[Saved data entries]
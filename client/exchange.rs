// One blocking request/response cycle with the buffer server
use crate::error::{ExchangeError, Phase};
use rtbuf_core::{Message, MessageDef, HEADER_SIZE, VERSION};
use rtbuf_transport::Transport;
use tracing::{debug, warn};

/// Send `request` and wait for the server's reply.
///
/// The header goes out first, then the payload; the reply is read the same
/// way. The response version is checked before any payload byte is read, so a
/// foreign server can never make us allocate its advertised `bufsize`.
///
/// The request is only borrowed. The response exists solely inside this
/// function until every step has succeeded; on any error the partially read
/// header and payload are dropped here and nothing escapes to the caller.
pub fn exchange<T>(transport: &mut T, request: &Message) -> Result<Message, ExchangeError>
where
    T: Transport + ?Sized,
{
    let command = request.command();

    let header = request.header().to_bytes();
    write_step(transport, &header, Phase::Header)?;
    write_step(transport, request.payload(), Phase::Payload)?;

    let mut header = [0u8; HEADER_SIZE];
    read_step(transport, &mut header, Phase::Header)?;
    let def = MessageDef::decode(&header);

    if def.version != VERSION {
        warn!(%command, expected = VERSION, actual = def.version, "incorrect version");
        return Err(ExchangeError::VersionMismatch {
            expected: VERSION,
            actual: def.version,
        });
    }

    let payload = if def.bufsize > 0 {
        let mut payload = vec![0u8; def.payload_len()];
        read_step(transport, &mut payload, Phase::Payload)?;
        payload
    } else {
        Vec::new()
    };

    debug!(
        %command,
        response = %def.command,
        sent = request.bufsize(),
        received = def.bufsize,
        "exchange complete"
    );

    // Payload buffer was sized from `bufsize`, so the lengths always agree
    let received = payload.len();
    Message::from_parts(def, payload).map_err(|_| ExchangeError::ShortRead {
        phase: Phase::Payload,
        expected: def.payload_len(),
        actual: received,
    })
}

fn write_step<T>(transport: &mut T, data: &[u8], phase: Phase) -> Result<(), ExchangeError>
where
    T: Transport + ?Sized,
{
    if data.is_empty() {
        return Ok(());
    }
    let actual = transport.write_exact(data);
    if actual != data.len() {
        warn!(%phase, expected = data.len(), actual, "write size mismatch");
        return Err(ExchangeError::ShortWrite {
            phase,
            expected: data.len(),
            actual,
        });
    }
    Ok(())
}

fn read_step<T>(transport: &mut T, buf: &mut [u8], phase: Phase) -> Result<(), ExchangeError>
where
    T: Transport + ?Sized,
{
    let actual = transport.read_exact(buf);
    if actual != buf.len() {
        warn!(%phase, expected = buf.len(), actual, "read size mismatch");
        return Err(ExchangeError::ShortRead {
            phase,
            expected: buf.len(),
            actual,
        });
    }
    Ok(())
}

---

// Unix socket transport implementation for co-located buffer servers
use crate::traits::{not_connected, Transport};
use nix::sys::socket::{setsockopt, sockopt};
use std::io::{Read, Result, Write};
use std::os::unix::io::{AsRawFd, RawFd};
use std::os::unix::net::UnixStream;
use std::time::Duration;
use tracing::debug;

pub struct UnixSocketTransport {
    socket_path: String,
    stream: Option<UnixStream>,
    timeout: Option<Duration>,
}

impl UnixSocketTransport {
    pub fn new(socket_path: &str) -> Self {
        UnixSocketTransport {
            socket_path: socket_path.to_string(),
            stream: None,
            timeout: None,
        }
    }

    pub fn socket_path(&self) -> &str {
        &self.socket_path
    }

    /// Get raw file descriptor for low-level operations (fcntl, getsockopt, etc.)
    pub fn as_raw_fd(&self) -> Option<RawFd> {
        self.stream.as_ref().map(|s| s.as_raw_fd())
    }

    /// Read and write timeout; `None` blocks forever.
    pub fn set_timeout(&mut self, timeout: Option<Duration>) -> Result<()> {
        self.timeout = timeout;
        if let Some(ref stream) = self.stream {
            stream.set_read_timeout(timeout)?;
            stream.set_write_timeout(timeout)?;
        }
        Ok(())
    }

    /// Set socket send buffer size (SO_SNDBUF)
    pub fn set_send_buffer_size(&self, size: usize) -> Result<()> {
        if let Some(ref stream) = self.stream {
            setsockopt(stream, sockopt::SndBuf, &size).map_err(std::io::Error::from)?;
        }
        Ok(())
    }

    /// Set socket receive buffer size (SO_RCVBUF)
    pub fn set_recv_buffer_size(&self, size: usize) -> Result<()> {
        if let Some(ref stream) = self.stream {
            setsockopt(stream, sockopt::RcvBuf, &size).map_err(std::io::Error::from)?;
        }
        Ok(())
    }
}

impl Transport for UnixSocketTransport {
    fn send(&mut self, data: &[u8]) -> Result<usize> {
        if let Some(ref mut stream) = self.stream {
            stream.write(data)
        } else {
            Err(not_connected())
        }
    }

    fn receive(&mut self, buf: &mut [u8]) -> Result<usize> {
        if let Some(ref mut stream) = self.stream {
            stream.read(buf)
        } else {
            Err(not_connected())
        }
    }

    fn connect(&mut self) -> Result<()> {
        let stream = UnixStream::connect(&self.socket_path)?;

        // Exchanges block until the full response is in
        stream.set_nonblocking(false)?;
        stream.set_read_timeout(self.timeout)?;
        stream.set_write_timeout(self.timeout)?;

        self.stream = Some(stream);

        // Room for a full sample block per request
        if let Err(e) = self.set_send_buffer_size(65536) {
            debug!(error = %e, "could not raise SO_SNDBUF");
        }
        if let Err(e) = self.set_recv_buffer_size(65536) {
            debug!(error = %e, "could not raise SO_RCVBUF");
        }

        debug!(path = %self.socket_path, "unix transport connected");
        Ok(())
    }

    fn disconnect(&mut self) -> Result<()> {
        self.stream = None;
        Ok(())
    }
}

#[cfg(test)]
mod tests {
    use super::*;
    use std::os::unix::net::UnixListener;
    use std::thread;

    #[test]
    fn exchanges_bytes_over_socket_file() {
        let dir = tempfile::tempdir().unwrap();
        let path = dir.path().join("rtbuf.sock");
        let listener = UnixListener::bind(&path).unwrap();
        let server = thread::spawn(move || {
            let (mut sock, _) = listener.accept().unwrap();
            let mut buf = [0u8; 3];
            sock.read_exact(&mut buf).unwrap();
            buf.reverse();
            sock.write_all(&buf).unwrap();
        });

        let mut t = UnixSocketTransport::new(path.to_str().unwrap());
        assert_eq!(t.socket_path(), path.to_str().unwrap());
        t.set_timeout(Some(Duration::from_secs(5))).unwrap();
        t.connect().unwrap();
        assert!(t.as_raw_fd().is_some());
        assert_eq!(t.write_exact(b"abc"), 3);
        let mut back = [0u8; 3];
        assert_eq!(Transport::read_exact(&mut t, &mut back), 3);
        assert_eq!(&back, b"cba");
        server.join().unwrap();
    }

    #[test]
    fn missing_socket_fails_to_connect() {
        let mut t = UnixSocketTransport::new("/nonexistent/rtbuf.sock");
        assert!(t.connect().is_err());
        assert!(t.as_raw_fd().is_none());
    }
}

---

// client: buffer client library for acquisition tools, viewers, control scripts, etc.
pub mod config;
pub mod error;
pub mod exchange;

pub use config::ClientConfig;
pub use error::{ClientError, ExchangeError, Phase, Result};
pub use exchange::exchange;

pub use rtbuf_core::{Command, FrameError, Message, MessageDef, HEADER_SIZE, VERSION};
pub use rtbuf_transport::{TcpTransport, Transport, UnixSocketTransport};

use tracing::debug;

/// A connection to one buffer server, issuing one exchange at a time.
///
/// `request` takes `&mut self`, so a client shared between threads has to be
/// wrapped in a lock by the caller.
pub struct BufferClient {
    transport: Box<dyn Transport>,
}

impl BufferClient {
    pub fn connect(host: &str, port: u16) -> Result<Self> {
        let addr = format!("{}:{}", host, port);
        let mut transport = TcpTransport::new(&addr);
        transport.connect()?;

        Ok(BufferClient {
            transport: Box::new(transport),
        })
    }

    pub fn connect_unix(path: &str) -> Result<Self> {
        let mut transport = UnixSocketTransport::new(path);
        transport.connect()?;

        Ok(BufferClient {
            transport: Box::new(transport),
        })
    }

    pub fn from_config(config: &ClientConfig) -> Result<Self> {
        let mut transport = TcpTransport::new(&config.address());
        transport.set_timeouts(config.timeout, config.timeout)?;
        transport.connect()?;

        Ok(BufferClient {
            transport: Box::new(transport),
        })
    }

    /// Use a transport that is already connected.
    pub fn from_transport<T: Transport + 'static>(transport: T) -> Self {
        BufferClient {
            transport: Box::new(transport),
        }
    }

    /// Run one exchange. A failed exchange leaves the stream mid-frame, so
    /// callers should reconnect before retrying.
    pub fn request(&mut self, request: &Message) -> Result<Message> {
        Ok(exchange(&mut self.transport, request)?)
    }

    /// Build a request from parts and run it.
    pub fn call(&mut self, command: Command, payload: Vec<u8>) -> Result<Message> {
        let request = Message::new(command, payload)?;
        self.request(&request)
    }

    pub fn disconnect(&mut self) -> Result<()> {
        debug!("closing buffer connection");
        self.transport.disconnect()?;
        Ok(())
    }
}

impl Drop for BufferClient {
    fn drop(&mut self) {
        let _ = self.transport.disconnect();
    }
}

• [Brief] Which lines of the entries above contain the word "UnixSocketTransport"? Copy each of them.

• [Solution to this exercise]
pub struct UnixSocketTransport {
impl UnixSocketTransport {
        UnixSocketTransport {
impl Transport for UnixSocketTransport {
        let mut t = UnixSocketTransport::new(path.to_str().unwrap());
        let mut t = UnixSocketTransport::new("/nonexistent/rtbuf.sock");
pub use rtbuf_transport::{TcpTransport, Transport, UnixSocketTransport};
        let mut transport = UnixSocketTransport::new(path);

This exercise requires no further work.